John Taylor BOWLES, Petitioner-Appellant,
v.
ATTORNEY GENERAL OF THE STATE OF MARYLAND; Caroline George,
Respondents-Appellees,
and
Robert MCDONALD, Respondent.
No. 92-7179.
United States Court of Appeals,
Fourth Circuit.
Submitted: March 8, 1993
May 17, 1993
Appeal from the United States District Court for the District of Maryland, at Baltimore. Edward S. Northrop, Senior District Judge. (CA-91-1468-N)
John Taylor Bowles, Appellant Pro Se.
Diane Elizabeth Keller, Assistant Attorney General, Valerie Johnston Smith, Office of the Attorney General of Maryland, Baltimore, Maryland, for Appellees.
D.Md.
VACATED AND REMANDED.
OPINION
Before PHILLIPS, WILKINS, and LUTTIG, Circuit Judges.
PER CURIAM:
John Taylor Bowles seeks to appeal the district court's order adopting the magistrate judge's report and denying relief under 28 U.S.C. § 2254 (1988).
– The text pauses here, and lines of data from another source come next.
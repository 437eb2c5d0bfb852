//! Turning a free-form model response into an [`ExecutionPlan`].
//!
//! Models wrap JSON in prose, so the object is cut out between the first `{`
//! and the last `}` before parsing. This is a heuristic: two separate objects
//! in one response produce an unparseable slice and the plan falls back.

use std::collections::HashSet;

use serde_json::Value;

use super::errors::PlanError;
use super::types::{AgentSpec, ExecutionPlan};

pub const DEFAULT_AGENT_ROLE: &str = "generalist";
pub const DEFAULT_AGENT_CONTEXT: &str = "no specifics provided";

/// Name given to the worker at `index` when the plan leaves it unnamed
pub fn default_agent_name(index: usize) -> String {
    format!("ChildAgent{}", index + 1)
}

/// Final worker names for `agents`, in plan order.
///
/// Explicit names are kept. A blank entry at `index` takes the first
/// `ChildAgent<n>` with `n >= index + 1` that no other entry uses.
pub fn assign_agent_names(agents: &[AgentSpec]) -> Vec<String> {
    let mut taken: HashSet<String> = agents
        .iter()
        .map(|spec| spec.name.trim())
        .filter(|name| !name.is_empty())
        .map(str::to_string)
        .collect();

    agents
        .iter()
        .enumerate()
        .map(|(index, spec)| match spec.name.trim() {
            "" => {
                let mut candidate = index;
                while taken.contains(&default_agent_name(candidate)) {
                    candidate += 1;
                }
                let name = default_agent_name(candidate);
                taken.insert(name.clone());
                name
            }
            name => name.to_string(),
        })
        .collect()
}

/// Slice from the first `{` to the last `}`, if they appear in that order
pub fn extract_braced(raw: &str) -> Option<&str> {
    let start = raw.find('{')?;
    let end = raw.rfind('}')?;
    if end < start {
        return None;
    }
    Some(&raw[start..=end])
}

impl ExecutionPlan {
    /// Single generalist agent used whenever the model's plan is unusable
    pub fn fallback() -> Self {
        Self {
            agent_count: 1,
            agents: vec![AgentSpec::new(
                default_agent_name(0),
                DEFAULT_AGENT_ROLE,
                DEFAULT_AGENT_CONTEXT,
            )],
        }
    }

    /// Parse a raw model response.
    ///
    /// Requires an object with an integer `agentCount` and an `agents` array
    /// of objects. The plan is returned as declared; a count that disagrees
    /// with the list is not corrected here.
    pub fn parse(raw: &str) -> Result<Self, PlanError> {
        let candidate = extract_braced(raw).ok_or(PlanError::NoStructuredData)?;
        let value: Value = serde_json::from_str(candidate)?;
        let object = value.as_object().ok_or(PlanError::NotAnObject)?;

        let agent_count = object
            .get("agentCount")
            .ok_or(PlanError::MissingField("agentCount"))?
            .as_u64()
            .ok_or(PlanError::WrongType {
                field: "agentCount",
                expected: "a non-negative integer",
            })?;

        let entries = object
            .get("agents")
            .ok_or(PlanError::MissingField("agents"))?
            .as_array()
            .ok_or(PlanError::WrongType {
                field: "agents",
                expected: "an array",
            })?;

        let agents = entries
            .iter()
            .map(|entry| {
                if !entry.is_object() {
                    return Err(PlanError::WrongType {
                        field: "agents",
                        expected: "an array of objects",
                    });
                }
                serde_json::from_value::<AgentSpec>(entry.clone()).map_err(PlanError::from)
            })
            .collect::<Result<Vec<_>, PlanError>>()?;

        Ok(Self {
            agent_count,
            agents,
        })
    }
}
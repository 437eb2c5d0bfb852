//! Agent Swarm Library
//!
//! A coordinator agent asks a language model how to split a task across
//! sub-agents, spawns one worker per planned agent and runs them concurrently,
//! collecting one result per worker.

pub mod agents;
pub mod config;
pub mod llm;
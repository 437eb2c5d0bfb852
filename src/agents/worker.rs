use std::collections::HashMap;
use std::sync::Arc;

use uuid::Uuid;

use super::errors::{AgentError, AgentResult};
use super::plan::default_agent_name;
use super::prompts::{library, PromptBuilder, WORKER_ROLE};
use super::types::AgentSpec;
use crate::llm::ModelClient;

/// Worker that turns a task description into a single model-generated output
#[derive(Clone)]
pub struct Worker {
    pub id: Uuid,
    pub name: String,
    pub role: String,
    pub context: String,
    /// Position of this worker's entry in the plan
    pub spawn_index: usize,
    client: Arc<ModelClient>,
    prompts: Arc<PromptBuilder>,
}

impl Worker {
    /// Create a Worker from the plan entry at `index`
    pub fn from_spec(
        index: usize,
        spec: &AgentSpec,
        client: Arc<ModelClient>,
        prompts: Arc<PromptBuilder>,
    ) -> Self {
        let name = match spec.name.trim() {
            "" => default_agent_name(index),
            name => name.to_string(),
        };

        Self {
            id: Uuid::new_v4(),
            name,
            role: spec.role.clone(),
            context: spec.context.clone(),
            spawn_index: index,
            client,
            prompts,
        }
    }

    pub fn identity(&self) -> &str {
        &self.name
    }

    /// Role tag used in this worker's prompts
    pub fn prompt_role(&self) -> &str {
        match self.role.trim() {
            "" => WORKER_ROLE,
            role => role,
        }
    }

    /// Full prompt this worker sends for `task_description`
    pub fn prompt_for(&self, task_description: &str) -> String {
        let task = if self.context.trim().is_empty() {
            task_description.to_string()
        } else {
            library::worker_focus().render(&HashMap::from([
                ("task", task_description),
                ("context", self.context.as_str()),
            ]))
        };

        self.prompts.build(&self.name, &task, Some(self.prompt_role()))
    }

    /// Perform the task and return the generated text.
    ///
    /// An exhausted backend and a blank generation are both errors here, so
    /// the coordinator can record them as failed results.
    pub async fn perform_task(&self, task_description: &str) -> AgentResult<String> {
        let prompt = self.prompt_for(task_description);
        tracing::debug!(worker = %self.name, role = %self.prompt_role(), "Performing task");

        let output = self
            .client
            .try_call_with(&prompt, &self.client.options())
            .await
            .map_err(AgentError::from)?;

        if output.trim().is_empty() {
            return Err(AgentError::EmptyOutput);
        }

        Ok(output)
    }
}

impl std::fmt::Debug for Worker {
    fn fmt(&self, f: &mut std::fmt::Formatter<'_>) -> std::fmt::Result {
        f.debug_struct("Worker")
            .field("id", &self.id)
            .field("name", &self.name)
            .field("role", &self.role)
            .field("spawn_index", &self.spawn_index)
            .finish()
    }
}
Because the district court failed to clearly state that it had conducted de novo review of the magistrate judge's report, we grant a certificate of probable cause to appeal, vacate the decision below, and remand for further consideration.
Bowles filed a petition under § 2254 and the case was referred to a magistrate judge for a report and recommendation. The magistrate judge filed a report dated March 17, 1992; however, it was not entered on the docket until November 16. The report did not contain a notice to Bowles that he could file objections to the report, the time in which he was required to file any objections, or the effect of any failure to file objections. Nonetheless, Bowles filed objections on July 23. In an order dated October 13, but not entered on the docket until November 18, the district court adopted the magistrate judge's report, but did not state that de novo review had been conducted.
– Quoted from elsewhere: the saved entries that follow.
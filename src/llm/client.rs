use std::sync::Arc;
use std::time::Duration;

use async_trait::async_trait;

use super::error::LlmError;
use crate::agents::events::{AgentEvent, EventSink};
use crate::config::{
    Config, DEFAULT_MAX_ATTEMPTS, DEFAULT_MAX_TOKENS, DEFAULT_REQUEST_TIMEOUT_SECS,
    DEFAULT_RETRY_DELAY_MS,
};

/// A single generation request as seen by a backend
#[derive(Debug, Clone, PartialEq, Eq)]
pub struct CompletionRequest {
    pub prompt: String,
    pub max_tokens: u32,
}

/// One attempt against a text-generation service.
///
/// Implementations perform no retries of their own.
#[async_trait]
pub trait CompletionBackend: Send + Sync {
    async fn complete(&self, request: &CompletionRequest) -> Result<String, LlmError>;
}

/// Per-call overrides of the client's defaults
#[derive(Debug, Clone, Copy, PartialEq, Eq)]
pub struct CallOptions {
    /// Token budget; `None` uses the client's configured default
    pub max_tokens: Option<u32>,
    /// Bound on each individual attempt
    pub timeout: Duration,
    /// Total attempts, including the first one. Zero is treated as one.
    pub max_attempts: u32,
}

impl Default for CallOptions {
    fn default() -> Self {
        Self {
            max_tokens: None,
            timeout: Duration::from_secs(DEFAULT_REQUEST_TIMEOUT_SECS),
            max_attempts: DEFAULT_MAX_ATTEMPTS,
        }
    }
}

impl CallOptions {
    pub fn with_max_tokens(mut self, max_tokens: u32) -> Self {
        self.max_tokens = Some(max_tokens);
        self
    }
}

/// Retrying front for a [`CompletionBackend`].
///
/// Immutable after construction and shared between workers behind an `Arc`.
pub struct ModelClient {
    backend: Arc<dyn CompletionBackend>,
    events: Arc<dyn EventSink>,
    default_max_tokens: u32,
    defaults: CallOptions,
    retry_delay: Duration,
}

impl ModelClient {
    pub fn new(backend: Arc<dyn CompletionBackend>, events: Arc<dyn EventSink>) -> Self {
        Self {
            backend,
            events,
            default_max_tokens: DEFAULT_MAX_TOKENS,
            defaults: CallOptions::default(),
            retry_delay: Duration::from_millis(DEFAULT_RETRY_DELAY_MS),
        }
    }

    /// Create a client whose defaults come from validated settings
    pub fn from_config(
        backend: Arc<dyn CompletionBackend>,
        config: &Config,
        events: Arc<dyn EventSink>,
    ) -> Self {
        Self::new(backend, events)
            .with_default_max_tokens(config.max_tokens)
            .with_timeout(config.request_timeout())
            .with_max_attempts(config.max_attempts)
            .with_retry_delay(config.retry_delay())
    }

    pub fn with_default_max_tokens(mut self, max_tokens: u32) -> Self {
        self.default_max_tokens = max_tokens;
        self
    }

    pub fn with_timeout(mut self, timeout: Duration) -> Self {
        self.defaults.timeout = timeout;
        self
    }

    pub fn with_max_attempts(mut self, max_attempts: u32) -> Self {
        self.defaults.max_attempts = max_attempts;
        self
    }

    pub fn with_retry_delay(mut self, retry_delay: Duration) -> Self {
        self.retry_delay = retry_delay;
        self
    }

    /// The options used by [`ModelClient::call`]
    pub fn options(&self) -> CallOptions {
        self.defaults
    }

    /// Generate text with the client's default options.
    pub async fn call(&self, prompt: &str) -> String {
        self.call_with(prompt, &self.defaults).await
    }

    /// Generate text, degrading to an empty string when every attempt fails.
    ///
    /// Never returns an error: an unreachable backend must not abort a
    /// delegation round.
    pub async fn call_with(&self, prompt: &str, options: &CallOptions) -> String {
        self.try_call_with(prompt, options).await.unwrap_or_default()
    }

    /// Generate text, returning the last attempt's error once attempts run out.
    ///
    /// Retries on every [`LlmError`], including a 2xx body without the output
    /// field, with a fixed delay between attempts.
    pub async fn try_call_with(
        &self,
        prompt: &str,
        options: &CallOptions,
    ) -> Result<String, LlmError> {
        if prompt.trim().is_empty() {
            let error = LlmError::EmptyPrompt;
            self.events.emit(&AgentEvent::CallFailed {
                attempts: 0,
                error: error.to_string(),
            });
            return Err(error);
        }

        let max_attempts = options.max_attempts.max(1);
        let request = CompletionRequest {
            prompt: prompt.to_string(),
            max_tokens: options.max_tokens.unwrap_or(self.default_max_tokens),
        };

        let mut attempt = 1;
        loop {
            let outcome =
                match tokio::time::timeout(options.timeout, self.backend.complete(&request)).await
                {
                    Ok(result) => result,
                    Err(_) => Err(LlmError::Timeout(options.timeout)),
                };

            let error = match outcome {
                Ok(text) => {
                    if attempt > 1 {
                        tracing::debug!(attempt, "Completion succeeded after retry");
                    }
                    return Ok(text);
                }
                Err(error) => error,
            };

            self.events.emit(&AgentEvent::AttemptFailed {
                attempt,
                max_attempts,
                status: error.status_code(),
                error: error.to_string(),
            });

            if attempt >= max_attempts {
                self.events.emit(&AgentEvent::CallFailed {
                    attempts: attempt,
                    error: error.to_string(),
                });
                return Err(error);
            }

            tokio::time::sleep(self.retry_delay).await;
            attempt += 1;
        }
    }
}
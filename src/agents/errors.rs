use thiserror::Error;

use crate::llm::LlmError;

/// Errors that can occur in the agent system
#[derive(Debug, Error)]
pub enum AgentError {
    #[error("LLM API error: {0}")]
    LlmError(#[from] LlmError),

    #[error("Model returned no output")]
    EmptyOutput,

    #[error("Configuration error: {0}")]
    ConfigError(String),
}

pub type AgentResult<T> = Result<T, AgentError>;

/// Reasons a model response could not be turned into an execution plan
#[derive(Debug, Error)]
pub enum PlanError {
    #[error("no braced JSON object found in response")]
    NoStructuredData,

    #[error("JSON parsing error: {0}")]
    Json(#[from] serde_json::Error),

    #[error("plan is not a JSON object")]
    NotAnObject,

    #[error("missing field `{0}`")]
    MissingField(&'static str),

    #[error("field `{field}` must be {expected}")]
    WrongType {
        field: &'static str,
        expected: &'static str,
    },
}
When timely and proper objections have been filed, a district court is required to conduct de novo review. Orpiano v. Johnson, 687 F.2d 44, 47-48 (4th Cir. 1982). Furthermore, a pro se litigant must receive fair notification of the consequences of failing to object to the magistrate judge's report before his failure to do so may be treated as a default. Wright v. Collins, 766 F.2d 841, 846-47 (4th Cir. 1985). Even if Bowles's objections were considered untimely, the failure to provide proper notice would preclude the finding of any waiver on Bowles's part.
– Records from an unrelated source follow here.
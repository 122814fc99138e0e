//! Match session actor - one per local player
//!
//! Composes the weapon, health, match state, and network sync pieces
//! into a single task. Callers talk to it through `SessionCommand`s
//! and observe it through a watch channel of `HudSnapshot`s; the task
//! itself owns the simulation frame loop and the countdown clock.

use std::collections::HashMap;

use rand::{Rng, SeedableRng};
use rand_chacha::ChaCha8Rng;
use tokio::sync::{mpsc, watch};
use tokio::time::{interval_at, Instant, MissedTickBehavior};
use tracing::{debug, info, warn};

use crate::game::catalog::{GameMode, Team, WeaponKind};
use crate::game::health::HealthSystem;
use crate::game::match_state::{MatchReport, MatchStateMachine, MatchStatus, TeamScores};
use crate::game::weapon::WeaponSystem;
use crate::net::protocol::{PlayerId, Vec3};
use crate::net::sync::NetworkSync;
use crate::net::transport::{ChannelEvent, ChannelHandle};
use crate::util::time::{COUNTDOWN_TICK, FRAME_DURATION};

/// Shots leave from roughly eye height above the player origin
const MUZZLE_HEIGHT: f32 = 1.5;

/// Directional jitter applied at accuracy 0.0
const MAX_SPREAD: f32 = 0.25;

const COMMAND_BUFFER: usize = 256;

/// Commands accepted by a running session
#[derive(Debug, Clone)]
pub enum SessionCommand {
    /// Move the match out of the waiting phase
    StartMatch,
    /// New local transform from the movement layer
    Move { position: Vec3, rotation: Vec3 },
    /// Trigger pressed while aiming along `direction`
    TriggerDown { direction: Vec3 },
    /// Trigger released
    TriggerUp,
    Reload,
    SwitchWeapon(WeaponKind),
    PickupAmmo(u32),
    /// The collision layer resolved a hit on the local player
    DamageTaken { attacker: PlayerId, amount: f32 },
    /// A kill elsewhere in the arena was observed
    KillObserved {
        killer: PlayerId,
        victim: PlayerId,
        killer_team: Option<Team>,
    },
    /// An assist on someone else's kill was observed
    AssistObserved { player: PlayerId },
    FlagPickedUp {
        team: Team,
        carrier: PlayerId,
        position: Vec3,
    },
    FlagDropped { team: Team, position: Vec3 },
    FlagCaptured { team: Team, player: PlayerId },
    FlagReturned { team: Team, player: PlayerId },
    /// Leave the room and finish the session
    Leave,
}

/// Static description of one participant's session
#[derive(Debug, Clone)]
pub struct SessionConfig {
    pub player_id: PlayerId,
    pub display_name: String,
    pub mode: GameMode,
    /// Seed for the session's spread jitter
    pub seed: u64,
    /// Team assignment for every known participant (team modes)
    pub roster: HashMap<PlayerId, Team>,
}

/// Read-only view of the session for HUD rendering
#[derive(Debug, Clone, PartialEq)]
pub struct HudSnapshot {
    pub weapon: WeaponKind,
    pub weapon_name: &'static str,
    pub ammo: u32,
    pub reserve: u32,
    pub reloading: bool,
    pub health: f32,
    pub dead: bool,
    pub respawning: bool,
    pub status: MatchStatus,
    pub time_remaining: u32,
    pub team_scores: TeamScores,
    pub kills: u32,
    pub deaths: u32,
    /// Remote players currently visible in the room
    pub peers: usize,
    /// Shoot tracers inside their display window
    pub tracers: usize,
}

/// Caller-side handle to a running session
#[derive(Clone)]
pub struct SessionHandle {
    pub player_id: PlayerId,
    pub commands: mpsc::Sender<SessionCommand>,
    pub hud: watch::Receiver<HudSnapshot>,
}

pub struct MatchSession {
    config: SessionConfig,
    weapon: WeaponSystem,
    health: HealthSystem,
    net: NetworkSync,
    match_state: MatchStateMachine,
    commands: mpsc::Receiver<SessionCommand>,
    hud: watch::Sender<HudSnapshot>,
    rng: ChaCha8Rng,
    position: Vec3,
    rotation: Vec3,
    aim: Vec3,
    trigger_held: bool,
}

impl MatchSession {
    /// Enter a room over the given channel and assemble the session.
    /// The session does not simulate until `run` is awaited.
    pub async fn join(config: SessionConfig, channel: ChannelHandle) -> (Self, SessionHandle) {
        let net = NetworkSync::join(channel, config.player_id).await;
        let weapon = WeaponSystem::new(WeaponKind::default());
        let mut match_state = MatchStateMachine::new(config.mode);
        match_state.initialize_player(config.player_id);
        let health = HealthSystem::new(match_state.config().respawn_delay());

        let (command_tx, command_rx) = mpsc::channel(COMMAND_BUFFER);
        let initial = Self::build_hud(&weapon, &health, &match_state, &net);
        let (hud_tx, hud_rx) = watch::channel(initial);

        let handle = SessionHandle {
            player_id: config.player_id,
            commands: command_tx,
            hud: hud_rx,
        };

        let rng = ChaCha8Rng::seed_from_u64(config.seed);
        let session = Self {
            config,
            weapon,
            health,
            net,
            match_state,
            commands: command_rx,
            hud: hud_tx,
            rng,
            position: Vec3::new(0.0, 1.0, 0.0),
            rotation: Vec3::ZERO,
            aim: Vec3::ZERO,
            trigger_held: false,
        };

        (session, handle)
    }

    /// Install the observer fired once when the match ends
    pub fn on_match_end(&mut self, callback: impl FnOnce(&MatchReport) + Send + 'static) {
        self.match_state.on_match_end(callback);
    }

    /// Drive the session until the match finishes, the caller asks to
    /// leave, or the room channel dies. Always leaves the room before
    /// returning its final report.
    pub async fn run(mut self) -> MatchReport {
        info!(
            player_id = %self.config.player_id,
            display_name = %self.config.display_name,
            room = %self.net.room(),
            mode = %self.match_state.mode().as_str(),
            "Session entered room"
        );

        let mut frames = tokio::time::interval(FRAME_DURATION);
        frames.set_missed_tick_behavior(MissedTickBehavior::Skip);
        // First countdown tick lands one full second in
        let mut countdown = interval_at(Instant::now() + COUNTDOWN_TICK, COUNTDOWN_TICK);

        loop {
            tokio::select! {
                _ = frames.tick() => self.on_frame(Instant::now()).await,
                _ = countdown.tick() => self.match_state.tick_second(),
                command = self.commands.recv() => match command {
                    Some(command) => {
                        let starting = matches!(command, SessionCommand::StartMatch);
                        if !self.handle_command(command, Instant::now()).await {
                            break;
                        }
                        if starting {
                            // The match clock measures from the start
                            // command, not from entering the room
                            countdown = interval_at(Instant::now() + COUNTDOWN_TICK, COUNTDOWN_TICK);
                        }
                    }
                    None => break,
                },
                event = self.net.next_event() => match event {
                    Some(event) => self.on_channel_event(event, Instant::now()),
                    None => {
                        warn!(player_id = %self.config.player_id, "Room channel closed");
                        break;
                    }
                },
            }

            self.publish_hud();

            if self.match_state.status() == MatchStatus::Finished {
                break;
            }
        }

        self.publish_hud();
        let report = self.match_state.report();
        info!(
            player_id = %self.config.player_id,
            status = ?report.status,
            winner = ?report.winner,
            "Session finished"
        );
        self.net.leave().await;
        report
    }

    /// One local simulation frame: settle timers, run held-trigger
    /// fire for automatic weapons, re-publish the transform.
    async fn on_frame(&mut self, now: Instant) {
        self.weapon.update(now);
        self.health.update(now);
        self.net.expire_tracers(now);

        if self.trigger_held && self.weapon.profile().automatic {
            self.try_fire(self.aim, now).await;
        }

        self.net.publish_transform(self.position, self.rotation).await;
    }

    /// Returns false when the session should terminate
    async fn handle_command(&mut self, command: SessionCommand, now: Instant) -> bool {
        match command {
            SessionCommand::StartMatch => self.match_state.start_match(),
            SessionCommand::Move { position, rotation } => {
                self.position = position;
                self.rotation = rotation;
            }
            SessionCommand::TriggerDown { direction } => {
                self.aim = direction;
                self.trigger_held = true;
                self.try_fire(direction, now).await;
            }
            SessionCommand::TriggerUp => self.trigger_held = false,
            SessionCommand::Reload => {
                if self.weapon.reload(now) {
                    debug!(player_id = %self.config.player_id, "Reload started");
                }
            }
            SessionCommand::SwitchWeapon(weapon) => {
                if self.weapon.switch_weapon(weapon) {
                    debug!(player_id = %self.config.player_id, weapon = ?weapon, "Weapon switched");
                }
            }
            SessionCommand::PickupAmmo(amount) => self.weapon.add_ammo(amount),
            SessionCommand::DamageTaken { attacker, amount } => {
                if self.health.take_damage(amount, now) {
                    self.trigger_held = false;
                    let killer_team = self.team_of(attacker);
                    self.match_state
                        .record_kill(attacker, self.config.player_id, killer_team);
                    info!(
                        player_id = %self.config.player_id,
                        attacker_id = %attacker,
                        "Local player died"
                    );
                }
            }
            SessionCommand::KillObserved {
                killer,
                victim,
                killer_team,
            } => self.match_state.record_kill(killer, victim, killer_team),
            SessionCommand::AssistObserved { player } => self.match_state.record_assist(player),
            SessionCommand::FlagPickedUp {
                team,
                carrier,
                position,
            } => self
                .match_state
                .update_flag_status(team, true, Some(carrier), Some(position)),
            SessionCommand::FlagDropped { team, position } => self
                .match_state
                .update_flag_status(team, false, None, Some(position)),
            SessionCommand::FlagCaptured { team, player } => {
                self.match_state.record_flag_capture(team, player)
            }
            SessionCommand::FlagReturned { team, player } => {
                self.match_state.record_flag_return(team, player)
            }
            SessionCommand::Leave => {
                info!(player_id = %self.config.player_id, "Leave requested");
                return false;
            }
        }
        true
    }

    /// Presence syncs double as join signals for the scoreboard
    fn on_channel_event(&mut self, event: ChannelEvent, now: Instant) {
        if let ChannelEvent::PresenceSync(state) = &event {
            for id in state.keys() {
                self.match_state.initialize_player(*id);
            }
        }
        self.net.apply_event(event, now);
    }

    /// Fire one round if the weapon and the player allow it
    async fn try_fire(&mut self, direction: Vec3, now: Instant) {
        if self.health.is_dead() {
            return;
        }
        if !self.weapon.shoot(now) {
            return;
        }
        let origin = Vec3::new(
            self.position.x,
            self.position.y + MUZZLE_HEIGHT,
            self.position.z,
        );
        let spread_dir = self.apply_spread(direction);
        let event = self
            .net
            .broadcast_shoot(origin, spread_dir, self.weapon.weapon())
            .await;
        debug!(
            player_id = %event.player_id,
            weapon = ?event.weapon,
            ammo = self.weapon.current_ammo(),
            "Shot fired"
        );
    }

    /// Jitter the aim direction by the weapon's inaccuracy
    fn apply_spread(&mut self, direction: Vec3) -> Vec3 {
        let spread = (1.0 - self.weapon.profile().accuracy) * MAX_SPREAD;
        if spread <= 0.0 {
            return direction.normalized();
        }
        Vec3::new(
            direction.x + self.rng.gen_range(-spread..=spread),
            direction.y + self.rng.gen_range(-spread..=spread),
            direction.z + self.rng.gen_range(-spread..=spread),
        )
        .normalized()
    }

    fn team_of(&self, player: PlayerId) -> Option<Team> {
        self.config.roster.get(&player).copied()
    }

    fn publish_hud(&self) {
        let _ = self.hud.send(Self::build_hud(
            &self.weapon,
            &self.health,
            &self.match_state,
            &self.net,
        ));
    }

    fn build_hud(
        weapon: &WeaponSystem,
        health: &HealthSystem,
        match_state: &MatchStateMachine,
        net: &NetworkSync,
    ) -> HudSnapshot {
        let (kills, deaths) = match_state
            .player_score(&net.local_id())
            .map(|score| (score.kills, score.deaths))
            .unwrap_or((0, 0));

        HudSnapshot {
            weapon: weapon.weapon(),
            weapon_name: weapon.profile().name,
            ammo: weapon.current_ammo(),
            reserve: weapon.reserve_ammo(),
            reloading: weapon.is_reloading(),
            health: health.health(),
            dead: health.is_dead(),
            respawning: health.is_respawning(),
            status: match_state.status(),
            time_remaining: match_state.time_remaining(),
            team_scores: match_state.team_scores(),
            kills,
            deaths,
            peers: net.remote_players().count(),
            tracers: net.tracers().len(),
        }
    }
}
Accordingly, we grant a certificate of probable cause to appeal. We vacate the decision below and remand for the district court to state that it conducted de novo review if it previously did, or to conduct de novo review of the magistrate judge's report in light of Bowles's objections if it has not already done so. We dispense with oral argument because the facts and legal contentions are adequately presented in the materials before the Court and argument would not aid the decisional process.